Columbia University announces today that it recently executed an exclusive license agreement for a next generation DNA sequencing technology to Intelligent Bio-Systems (IBS), Inc. This innovative DNA-sequencing technology was invented by Dr. Jingyue Ju, professor of Chemical Engineering and head of DNA Sequencing and Chemical Biology at the Judith P. Sulzberger, M.D. Columbia Genome Center at Columbia University. The fundamentals of this new technology are being published on-line today by in the Proceedings of the National Academy of Sciences (PNAS). This research paper describes the details of the Sequencing by Synthesis Chemistry and how the approach overcomes accuracy limitations of other next generation DNA sequencing systems.

It was also recently announced that Columbia University in collaboration with the Waltham, Mass. based Intelligent Bio-Systems, is one of only two recipients of the Near-Term Technology Development for Genome Sequencing grants from the National Human Genome Research Institute (NHGRI) of the National Institutes of Health (NIH) (www.genome.gov/19518500). This grant of $425,000 is for the development of a "High-Throughput DNA Sequencing by Synthesis Platform."

"The collaboration between Dr. Ju at Columbia and Intelligent Bio-Systems is an important development to bring this powerful technology to both researchers and clinicians in the near future," said Dr. Steven Gordon, Chief Executive Officer at IBS. "Completing the license was a key step in uniting Dr. Ju's seminal sequencing chemistry and IBS's molecular biology and engineering expertise. We are poised to offer a simple, cost effective platform that will enable many researchers and clinicians to use this next-generation DNA sequencing technology in their own laboratories."

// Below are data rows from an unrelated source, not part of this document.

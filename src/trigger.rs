//! Interactive tuning of the decoder trigger offset.
//!
//! The trigger offset is the angle between the crank reference tooth and
//! TDC, stored in flash as a big-endian word counting 0.02° steps. The
//! session reads the stored value, applies operator adjustments one write at
//! a time, and keeps an eye on the live datalog stream to tell the operator
//! whether the ignition advance is holding steady.

use crate::protocol::{self, FE_LOCATION_TRIGGER};
use crate::rx::AppClient;
use crate::{Error, Result};
use crossbeam_channel::Receiver;
use log::{debug, info, warn};
use regex::Regex;
use std::fmt;
use std::io::{self, BufRead, Write};

/// Raw units per degree; the trigger word counts 0.02° steps.
pub const ANGLE_FACTOR: f64 = 50.0;
/// Largest expressible offset in degrees (two crank revolutions).
pub const ANGLE_MAX: f64 = 719.98;
/// Telemetry frames drained per prompt.
const LOG_DRAIN: usize = 50;
/// Offset of the ignition advance word in a datalog frame.
const ADVANCE_OFFSET: usize = 54;

pub fn to_angle(raw: u16) -> f64 {
    f64::from(raw) / ANGLE_FACTOR
}

pub fn to_raw_angle(degrees: f64) -> u16 {
    (degrees * ANGLE_FACTOR).round() as u16
}

/// Pattern for absolute offset input: up to three integer digits and an
/// optional two-digit fraction.
pub fn absolute_pattern() -> Regex {
    Regex::new(r"^\d{1,3}(\.\d{1,2})?$").expect("static pattern")
}

/// One line of operator input.
#[derive(Debug, Clone, Copy, PartialEq, Eq)]
pub enum Input {
    /// Relative adjustment in raw units.
    Adjust(i32),
    /// Absolute offset in raw units.
    Absolute(u16),
    /// Print the current advance and offset.
    Show,
    /// Leave the tool.
    Quit,
    /// Anything unrecognized or out of range.
    Unknown,
}

/// Parses one prompt line against the fixed command set.
pub fn parse_input(line: &str, absolute: &Regex) -> Input {
    match line {
        "a" => Input::Adjust(50),
        "z" => Input::Adjust(-50),
        "s" => Input::Adjust(500),
        "x" => Input::Adjust(-500),
        "d" => Input::Adjust(5),
        "c" => Input::Adjust(-5),
        "" => Input::Show,
        "exit" | "quit" => Input::Quit,
        other => {
            if absolute.is_match(other) {
                let value: f64 = other.parse().unwrap_or(-1.0);
                if (0.0..=ANGLE_MAX).contains(&value) {
                    return Input::Absolute(to_raw_angle(value));
                }
                warn!("Invalid value, use 0-{:.2}", ANGLE_MAX);
            }
            Input::Unknown
        }
    }
}

/// Min/max ignition advance across a batch of datalog frames. Frames too
/// short to carry the advance word are skipped.
pub fn advance_span(frames: &[Vec<u8>]) -> Option<(f64, f64)> {
    let mut span: Option<(u16, u16)> = None;
    for frame in frames {
        if frame.len() < ADVANCE_OFFSET + 2 {
            continue;
        }
        let raw = u16::from_be_bytes([frame[ADVANCE_OFFSET], frame[ADVANCE_OFFSET + 1]]);
        span = Some(match span {
            None => (raw, raw),
            Some((lo, hi)) => (lo.min(raw), hi.max(raw)),
        });
    }
    span.map(|(lo, hi)| (to_angle(lo), to_angle(hi)))
}

/// Interactive session state: the app link, the telemetry queue and the
/// last offset the device acknowledged.
pub struct TriggerSession<W: Write> {
    client: AppClient<W>,
    telemetry: Receiver<Vec<u8>>,
    offset_raw: u16,
    absolute: Regex,
}

impl<W: Write> TriggerSession<W> {
    pub fn new(client: AppClient<W>, telemetry: Receiver<Vec<u8>>) -> TriggerSession<W> {
        TriggerSession {
            client,
            telemetry,
            offset_raw: 0,
            absolute: absolute_pattern(),
        }
    }

    /// Queries the decoder and the stored offset, then applies an initial
    /// override when one was given on the command line.
    pub fn init(&mut self, initial: Option<f64>) -> Result<()> {
        let decoder = self.client.request(
            &protocol::create_packet(protocol::FE_CMD_DECODER, None, None, None, false),
            protocol::FE_CMD_DECODER,
        )?;
        if let Some(name) = decoder {
            info!("Decoder: {}", protocol::decode_text(&name));
        }

        let body = self
            .client
            .request(&read_trigger_packet(), protocol::FE_CMD_FLASH_READ)?
            .ok_or_else(|| Error::Protocol("trigger read reply carried no body".into()))?;
        if body.len() < 2 {
            return Err(Error::Protocol("trigger read reply too short".into()));
        }
        self.offset_raw = u16::from_be_bytes([body[0], body[1]]);
        info!(
            "Current trigger offset in flash: {:.2} deg",
            to_angle(self.offset_raw)
        );

        if let Some(degrees) = initial {
            info!("Initial trigger offset: {:.2} deg", degrees);
            self.write_offset(to_raw_angle(degrees))?;
        }

        info!("Type a new value (0-{:.2}) or use predefined commands", ANGLE_MAX);
        info!("Commands: 'a' => +1, 'z' => -1, 's' => +10, 'x' => -10, 'd' => +0.1, 'c' => -0.1");
        info!("          'quit' or 'exit' => Exit program");
        Ok(())
    }

    /// Prompt loop; returns when the operator quits or input ends.
    pub fn run(&mut self, input: &mut dyn BufRead) -> Result<()> {
        loop {
            let advance = self.check_advance();

            print!(">>> ");
            io::stdout().flush()?;
            let mut line = String::new();
            if input.read_line(&mut line)? == 0 {
                info!("Exiting...");
                return Ok(());
            }
            let line = line.trim_end_matches(|c| c == '\r' || c == '\n');

            match parse_input(line, &self.absolute) {
                Input::Adjust(delta) => {
                    let next = i32::from(self.offset_raw) + delta;
                    if next >= 0 && next <= i32::from(to_raw_angle(ANGLE_MAX)) {
                        if next as u16 != self.offset_raw {
                            self.write_offset(next as u16)?;
                        }
                    } else {
                        warn!("Invalid value, use 0-{:.2}", ANGLE_MAX);
                    }
                }
                Input::Absolute(raw) => {
                    if raw != self.offset_raw {
                        self.write_offset(raw)?;
                    }
                }
                Input::Show => match advance {
                    Some((lo, _)) => info!(
                        "Advance: {:.2} deg, Trigger offset: {:.2}",
                        lo,
                        to_angle(self.offset_raw)
                    ),
                    None => info!("Trigger offset: {:.2}", to_angle(self.offset_raw)),
                },
                Input::Quit => {
                    info!("Exiting...");
                    return Ok(());
                }
                Input::Unknown => {}
            }
        }
    }

    /// Sends the new offset and waits for the flash-write acknowledgment.
    fn write_offset(&mut self, raw: u16) -> Result<()> {
        debug!("Raw offset value: {}", raw);
        let packet = protocol::create_packet(
            protocol::FE_CMD_FLASH_WRITE,
            Some(FE_LOCATION_TRIGGER),
            None,
            Some(&raw.to_be_bytes()),
            true,
        );
        self.client.request(&packet, protocol::FE_CMD_FLASH_WRITE)?;
        self.offset_raw = raw;
        info!("Trigger offset set to: {:.2} deg", to_angle(raw));
        Ok(())
    }

    /// Drains the telemetry queue and warns when the advance wanders.
    fn check_advance(&mut self) -> Option<(f64, f64)> {
        let mut rows = Vec::with_capacity(LOG_DRAIN);
        for _ in 0..LOG_DRAIN {
            match self.telemetry.try_recv() {
                Ok(row) => rows.push(row),
                Err(_) => break,
            }
        }
        let span = advance_span(&rows);
        if let Some((lo, hi)) = span {
            if lo != hi {
                warn!(
                    "Ignition advance is not steady, travels between {:.2} <-> {:.2} deg",
                    lo, hi
                );
            }
        }
        span
    }
}

impl<W: Write> fmt::Debug for TriggerSession<W> {
    fn fmt(&self, f: &mut fmt::Formatter<'_>) -> fmt::Result {
        f.debug_struct("TriggerSession")
            .field("offset_raw", &self.offset_raw)
            .finish()
    }
}

fn read_trigger_packet() -> Vec<u8> {
    protocol::create_packet(
        protocol::FE_CMD_FLASH_READ,
        Some(FE_LOCATION_TRIGGER),
        Some(2),
        None,
        false,
    )
}

#[cfg(test)]
mod tests {
    use super::*;
    use crossbeam_channel::bounded;
    use std::io::Cursor;
    use std::time::Duration;

    fn reply(id: u16, body: &[u8]) -> Vec<u8> {
        let mut frame = vec![if body.is_empty() { 0x00 } else { 0x01 }];
        frame.extend_from_slice(&id.to_be_bytes());
        if !body.is_empty() {
            frame.extend_from_slice(&(body.len() as u16).to_be_bytes());
            frame.extend_from_slice(body);
        }
        frame
    }

    fn log_row(raw_advance: u16) -> Vec<u8> {
        let mut row = vec![0u8; 64];
        row[ADVANCE_OFFSET..ADVANCE_OFFSET + 2].copy_from_slice(&raw_advance.to_be_bytes());
        row
    }

    #[test]
    fn angle_conversions_round_trip() {
        for raw in 0..=35999u16 {
            assert_eq!(to_raw_angle(to_angle(raw)), raw);
        }
        assert!((to_angle(to_raw_angle(719.98)) - 719.98).abs() < 0.01);
        assert_eq!(to_raw_angle(1.0), 50);
        assert_eq!(to_angle(50), 1.0);
    }

    #[test]
    fn parses_the_command_set() {
        let re = absolute_pattern();
        assert_eq!(parse_input("a", &re), Input::Adjust(50));
        assert_eq!(parse_input("z", &re), Input::Adjust(-50));
        assert_eq!(parse_input("s", &re), Input::Adjust(500));
        assert_eq!(parse_input("x", &re), Input::Adjust(-500));
        assert_eq!(parse_input("d", &re), Input::Adjust(5));
        assert_eq!(parse_input("c", &re), Input::Adjust(-5));
        assert_eq!(parse_input("", &re), Input::Show);
        assert_eq!(parse_input("exit", &re), Input::Quit);
        assert_eq!(parse_input("quit", &re), Input::Quit);
    }

    #[test]
    fn parses_absolute_values() {
        let re = absolute_pattern();
        assert_eq!(parse_input("90", &re), Input::Absolute(4500));
        assert_eq!(parse_input("0", &re), Input::Absolute(0));
        assert_eq!(parse_input("719.98", &re), Input::Absolute(35999));
        assert_eq!(parse_input("10.5", &re), Input::Absolute(525));

        assert_eq!(parse_input("720", &re), Input::Unknown);
        assert_eq!(parse_input("1234", &re), Input::Unknown);
        assert_eq!(parse_input("10.123", &re), Input::Unknown);
        assert_eq!(parse_input("-5", &re), Input::Unknown);
        assert_eq!(parse_input("abc", &re), Input::Unknown);
    }

    #[test]
    fn advance_span_tracks_extremes_and_skips_runts() {
        let rows = vec![log_row(500), log_row(505), vec![0u8; 10], log_row(495)];
        let (lo, hi) = advance_span(&rows).unwrap();
        assert!((lo - 9.9).abs() < 1e-9);
        assert!((hi - 10.1).abs() < 1e-9);

        assert_eq!(advance_span(&[]), None);
        assert_eq!(advance_span(&[vec![0u8; 20]]), None);
    }

    #[test]
    fn init_reads_the_stored_offset() {
        let (tx, rx) = bounded(8);
        tx.send(reply(protocol::FE_CMD_DECODER + 1, b"JimStim\x00"))
            .unwrap();
        tx.send(reply(protocol::FE_CMD_FLASH_READ + 1, &[0x11, 0x94]))
            .unwrap();

        let (_log_tx, log_rx) = bounded(4);
        let mut session = TriggerSession::new(AppClient::new(Vec::new(), rx), log_rx);
        session.client.reply_timeout = Duration::from_millis(200);

        session.init(None).unwrap();
        assert_eq!(session.offset_raw, 0x1194);
    }

    #[test]
    fn init_applies_an_initial_override() {
        let (tx, rx) = bounded(8);
        tx.send(reply(protocol::FE_CMD_DECODER + 1, b"JimStim\x00"))
            .unwrap();
        tx.send(reply(protocol::FE_CMD_FLASH_READ + 1, &[0x00, 0x00]))
            .unwrap();
        tx.send(reply(protocol::FE_CMD_FLASH_WRITE + 1, &[])).unwrap();

        let (_log_tx, log_rx) = bounded(4);
        let mut session = TriggerSession::new(AppClient::new(Vec::new(), rx), log_rx);
        session.client.reply_timeout = Duration::from_millis(200);

        session.init(Some(90.0)).unwrap();
        assert_eq!(session.offset_raw, 4500);
    }

    #[test]
    fn adjustments_write_and_track_the_ack() {
        let (tx, rx) = bounded(8);
        tx.send(reply(protocol::FE_CMD_FLASH_WRITE + 1, &[])).unwrap();

        let (_log_tx, log_rx) = bounded(4);
        let mut session = TriggerSession::new(AppClient::new(Vec::new(), rx), log_rx);
        session.client.reply_timeout = Duration::from_millis(200);
        session.offset_raw = 4500;

        let mut input = Cursor::new(b"a\nquit\n".to_vec());
        session.run(&mut input).unwrap();
        assert_eq!(session.offset_raw, 4550);
    }

    #[test]
    fn out_of_range_adjustments_are_refused() {
        let (_tx, rx) = bounded::<Vec<u8>>(1);
        let (_log_tx, log_rx) = bounded(4);
        let mut session = TriggerSession::new(AppClient::new(Vec::new(), rx), log_rx);
        session.client.reply_timeout = Duration::from_millis(50);
        session.offset_raw = 10;

        // Would go negative: refused without any write, so no reply is
        // needed and the session must not time out.
        let mut input = Cursor::new(b"z\nexit\n".to_vec());
        session.run(&mut input).unwrap();
        assert_eq!(session.offset_raw, 10);
    }
}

Dr. Ju is a prolific inventor of new technologies for applications in genomics using chemistry and molecular engineering approaches. He is credited with being one of the primary inventors of th e fluorescent energy transfer chemistry for 4-color Sanger sequencing being used by virtually all of the current generations of DNA sequencers that were used to complete the Human Genome Project.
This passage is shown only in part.